◆ **Task instructions**:
The answer must be a single number: the count of lines below that contain the string "Could".

(Stored data)
------

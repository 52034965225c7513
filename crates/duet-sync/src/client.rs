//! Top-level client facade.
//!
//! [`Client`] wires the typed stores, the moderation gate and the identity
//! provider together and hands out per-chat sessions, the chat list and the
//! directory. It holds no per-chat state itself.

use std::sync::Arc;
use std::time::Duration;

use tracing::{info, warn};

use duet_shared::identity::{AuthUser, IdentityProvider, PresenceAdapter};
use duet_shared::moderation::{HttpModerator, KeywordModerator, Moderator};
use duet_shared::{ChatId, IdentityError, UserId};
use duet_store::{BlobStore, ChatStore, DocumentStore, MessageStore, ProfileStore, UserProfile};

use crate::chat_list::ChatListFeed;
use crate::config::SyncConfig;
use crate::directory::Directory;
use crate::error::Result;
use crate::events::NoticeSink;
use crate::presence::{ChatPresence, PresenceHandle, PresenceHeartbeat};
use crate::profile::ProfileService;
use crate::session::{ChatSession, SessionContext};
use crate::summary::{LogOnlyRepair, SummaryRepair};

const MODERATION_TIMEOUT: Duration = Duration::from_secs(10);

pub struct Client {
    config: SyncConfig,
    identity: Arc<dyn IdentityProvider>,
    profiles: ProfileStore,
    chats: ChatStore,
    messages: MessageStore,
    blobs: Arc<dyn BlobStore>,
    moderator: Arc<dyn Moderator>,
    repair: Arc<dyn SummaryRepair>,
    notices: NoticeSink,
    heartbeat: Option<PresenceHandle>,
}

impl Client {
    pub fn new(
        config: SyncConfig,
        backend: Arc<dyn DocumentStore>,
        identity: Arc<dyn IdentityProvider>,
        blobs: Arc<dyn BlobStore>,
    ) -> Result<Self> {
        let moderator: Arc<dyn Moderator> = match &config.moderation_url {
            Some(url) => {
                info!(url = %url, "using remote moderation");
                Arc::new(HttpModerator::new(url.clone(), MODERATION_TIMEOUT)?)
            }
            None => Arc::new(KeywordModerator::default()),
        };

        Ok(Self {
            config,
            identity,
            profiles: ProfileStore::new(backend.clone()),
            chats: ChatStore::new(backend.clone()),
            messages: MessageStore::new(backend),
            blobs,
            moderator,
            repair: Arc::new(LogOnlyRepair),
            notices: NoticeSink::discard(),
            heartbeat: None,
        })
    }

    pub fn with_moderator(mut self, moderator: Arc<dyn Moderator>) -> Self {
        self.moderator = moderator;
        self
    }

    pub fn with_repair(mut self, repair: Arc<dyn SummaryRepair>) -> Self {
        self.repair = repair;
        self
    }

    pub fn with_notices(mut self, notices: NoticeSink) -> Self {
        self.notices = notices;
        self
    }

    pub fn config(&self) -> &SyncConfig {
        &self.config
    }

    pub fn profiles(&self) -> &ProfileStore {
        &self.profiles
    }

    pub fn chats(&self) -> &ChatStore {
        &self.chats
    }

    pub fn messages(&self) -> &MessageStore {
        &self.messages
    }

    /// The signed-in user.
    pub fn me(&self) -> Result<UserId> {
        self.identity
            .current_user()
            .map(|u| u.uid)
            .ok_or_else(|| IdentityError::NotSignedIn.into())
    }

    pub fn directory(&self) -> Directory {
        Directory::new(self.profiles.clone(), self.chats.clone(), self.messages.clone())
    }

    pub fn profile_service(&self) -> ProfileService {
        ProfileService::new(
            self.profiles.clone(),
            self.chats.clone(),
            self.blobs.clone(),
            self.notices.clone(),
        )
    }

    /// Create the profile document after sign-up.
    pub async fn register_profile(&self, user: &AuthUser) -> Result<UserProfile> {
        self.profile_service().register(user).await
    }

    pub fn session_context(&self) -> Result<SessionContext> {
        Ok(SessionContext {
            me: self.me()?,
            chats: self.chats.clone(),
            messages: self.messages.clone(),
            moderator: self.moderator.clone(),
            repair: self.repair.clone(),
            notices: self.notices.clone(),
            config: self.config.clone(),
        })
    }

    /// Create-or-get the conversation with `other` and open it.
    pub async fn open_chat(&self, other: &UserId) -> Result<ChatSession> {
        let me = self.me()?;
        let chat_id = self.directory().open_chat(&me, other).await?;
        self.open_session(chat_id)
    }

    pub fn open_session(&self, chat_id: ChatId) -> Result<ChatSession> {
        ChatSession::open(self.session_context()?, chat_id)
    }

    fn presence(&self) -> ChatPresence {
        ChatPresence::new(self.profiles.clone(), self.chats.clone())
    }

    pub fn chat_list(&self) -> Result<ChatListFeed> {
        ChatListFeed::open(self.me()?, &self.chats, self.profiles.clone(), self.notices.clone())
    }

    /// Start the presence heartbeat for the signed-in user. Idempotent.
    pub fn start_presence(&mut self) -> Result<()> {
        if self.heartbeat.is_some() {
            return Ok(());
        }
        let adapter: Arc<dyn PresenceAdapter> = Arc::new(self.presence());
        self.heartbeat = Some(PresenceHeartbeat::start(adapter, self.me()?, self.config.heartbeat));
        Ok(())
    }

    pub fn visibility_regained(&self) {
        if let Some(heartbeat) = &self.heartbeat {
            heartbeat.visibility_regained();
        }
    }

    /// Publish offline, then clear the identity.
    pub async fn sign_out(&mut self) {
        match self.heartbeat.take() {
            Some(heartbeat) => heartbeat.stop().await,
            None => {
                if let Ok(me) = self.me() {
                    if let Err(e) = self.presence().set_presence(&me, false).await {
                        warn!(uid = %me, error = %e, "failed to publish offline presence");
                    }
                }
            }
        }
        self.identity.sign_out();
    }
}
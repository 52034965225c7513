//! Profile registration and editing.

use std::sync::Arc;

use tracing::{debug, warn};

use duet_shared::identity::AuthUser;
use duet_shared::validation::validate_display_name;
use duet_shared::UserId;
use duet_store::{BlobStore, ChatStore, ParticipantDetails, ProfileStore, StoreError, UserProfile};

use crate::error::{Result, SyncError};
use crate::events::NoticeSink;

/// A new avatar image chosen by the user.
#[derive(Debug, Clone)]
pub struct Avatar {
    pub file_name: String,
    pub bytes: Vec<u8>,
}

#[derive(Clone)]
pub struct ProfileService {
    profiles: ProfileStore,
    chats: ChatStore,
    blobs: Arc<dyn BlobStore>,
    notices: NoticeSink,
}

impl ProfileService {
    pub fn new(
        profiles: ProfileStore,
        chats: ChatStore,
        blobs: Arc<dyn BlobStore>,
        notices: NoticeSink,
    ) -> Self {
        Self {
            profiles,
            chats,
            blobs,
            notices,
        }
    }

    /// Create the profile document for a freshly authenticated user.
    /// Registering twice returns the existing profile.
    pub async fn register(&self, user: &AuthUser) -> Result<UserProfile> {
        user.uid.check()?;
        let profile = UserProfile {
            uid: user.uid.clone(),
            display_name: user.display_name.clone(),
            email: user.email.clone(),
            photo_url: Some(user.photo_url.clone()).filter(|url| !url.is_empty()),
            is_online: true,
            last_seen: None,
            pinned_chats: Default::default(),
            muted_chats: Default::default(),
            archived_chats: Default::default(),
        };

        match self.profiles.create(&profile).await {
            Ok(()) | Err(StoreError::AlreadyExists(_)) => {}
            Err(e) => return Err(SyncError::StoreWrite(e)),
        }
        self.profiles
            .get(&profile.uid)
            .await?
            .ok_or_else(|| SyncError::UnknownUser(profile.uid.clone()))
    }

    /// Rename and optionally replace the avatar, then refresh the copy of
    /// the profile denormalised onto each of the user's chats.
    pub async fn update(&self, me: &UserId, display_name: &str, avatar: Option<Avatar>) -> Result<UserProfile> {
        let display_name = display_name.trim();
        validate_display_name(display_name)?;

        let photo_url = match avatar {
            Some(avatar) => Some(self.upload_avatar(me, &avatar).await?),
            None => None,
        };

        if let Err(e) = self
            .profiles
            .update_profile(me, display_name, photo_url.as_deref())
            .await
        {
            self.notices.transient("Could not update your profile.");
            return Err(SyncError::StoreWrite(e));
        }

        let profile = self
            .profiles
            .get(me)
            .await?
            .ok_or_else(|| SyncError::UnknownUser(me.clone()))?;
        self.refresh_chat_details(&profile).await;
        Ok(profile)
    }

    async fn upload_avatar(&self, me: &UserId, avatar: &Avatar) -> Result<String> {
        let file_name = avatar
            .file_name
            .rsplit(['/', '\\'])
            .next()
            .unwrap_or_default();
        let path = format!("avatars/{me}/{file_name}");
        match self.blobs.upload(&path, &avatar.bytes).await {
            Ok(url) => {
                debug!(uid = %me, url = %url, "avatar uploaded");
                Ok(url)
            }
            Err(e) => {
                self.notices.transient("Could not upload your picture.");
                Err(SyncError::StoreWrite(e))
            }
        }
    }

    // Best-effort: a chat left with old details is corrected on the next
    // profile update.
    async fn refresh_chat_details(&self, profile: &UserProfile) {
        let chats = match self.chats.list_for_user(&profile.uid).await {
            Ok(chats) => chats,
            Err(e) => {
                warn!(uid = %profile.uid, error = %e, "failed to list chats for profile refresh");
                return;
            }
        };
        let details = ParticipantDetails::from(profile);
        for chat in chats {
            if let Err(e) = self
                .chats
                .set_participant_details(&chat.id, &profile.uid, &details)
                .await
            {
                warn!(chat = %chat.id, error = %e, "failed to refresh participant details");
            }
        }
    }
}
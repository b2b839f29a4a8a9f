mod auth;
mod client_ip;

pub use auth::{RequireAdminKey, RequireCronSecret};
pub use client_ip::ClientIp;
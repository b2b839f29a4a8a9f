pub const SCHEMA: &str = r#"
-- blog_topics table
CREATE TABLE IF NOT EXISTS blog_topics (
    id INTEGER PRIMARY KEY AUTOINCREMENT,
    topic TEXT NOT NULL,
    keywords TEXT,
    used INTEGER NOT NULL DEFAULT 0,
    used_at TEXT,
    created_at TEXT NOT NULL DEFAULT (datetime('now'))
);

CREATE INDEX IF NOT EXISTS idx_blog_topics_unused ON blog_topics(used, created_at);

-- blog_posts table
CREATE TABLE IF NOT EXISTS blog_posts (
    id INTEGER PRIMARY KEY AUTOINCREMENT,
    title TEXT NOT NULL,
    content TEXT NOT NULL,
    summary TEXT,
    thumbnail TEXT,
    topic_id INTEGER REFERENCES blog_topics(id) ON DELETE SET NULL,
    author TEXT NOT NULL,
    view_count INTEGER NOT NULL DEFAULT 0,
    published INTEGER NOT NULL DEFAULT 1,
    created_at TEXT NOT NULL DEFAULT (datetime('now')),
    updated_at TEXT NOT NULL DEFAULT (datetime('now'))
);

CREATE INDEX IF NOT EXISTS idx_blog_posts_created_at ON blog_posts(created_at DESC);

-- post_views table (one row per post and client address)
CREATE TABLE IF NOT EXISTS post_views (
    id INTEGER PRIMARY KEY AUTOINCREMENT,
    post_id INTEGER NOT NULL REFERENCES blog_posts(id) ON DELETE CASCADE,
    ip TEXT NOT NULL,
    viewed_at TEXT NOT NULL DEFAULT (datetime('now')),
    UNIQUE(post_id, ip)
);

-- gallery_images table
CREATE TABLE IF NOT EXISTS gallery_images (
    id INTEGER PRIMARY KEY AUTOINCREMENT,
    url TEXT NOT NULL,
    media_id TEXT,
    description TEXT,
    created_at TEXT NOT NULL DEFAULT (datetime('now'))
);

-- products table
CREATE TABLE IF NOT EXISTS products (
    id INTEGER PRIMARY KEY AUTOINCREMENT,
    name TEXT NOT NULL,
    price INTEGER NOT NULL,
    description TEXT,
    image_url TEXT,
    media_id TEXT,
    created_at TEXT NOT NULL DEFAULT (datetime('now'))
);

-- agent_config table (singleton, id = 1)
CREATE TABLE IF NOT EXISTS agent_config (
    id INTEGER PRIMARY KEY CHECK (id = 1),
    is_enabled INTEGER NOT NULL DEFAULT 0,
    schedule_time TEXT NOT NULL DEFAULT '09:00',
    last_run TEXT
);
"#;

------

◆ **Output for this exercise**:
2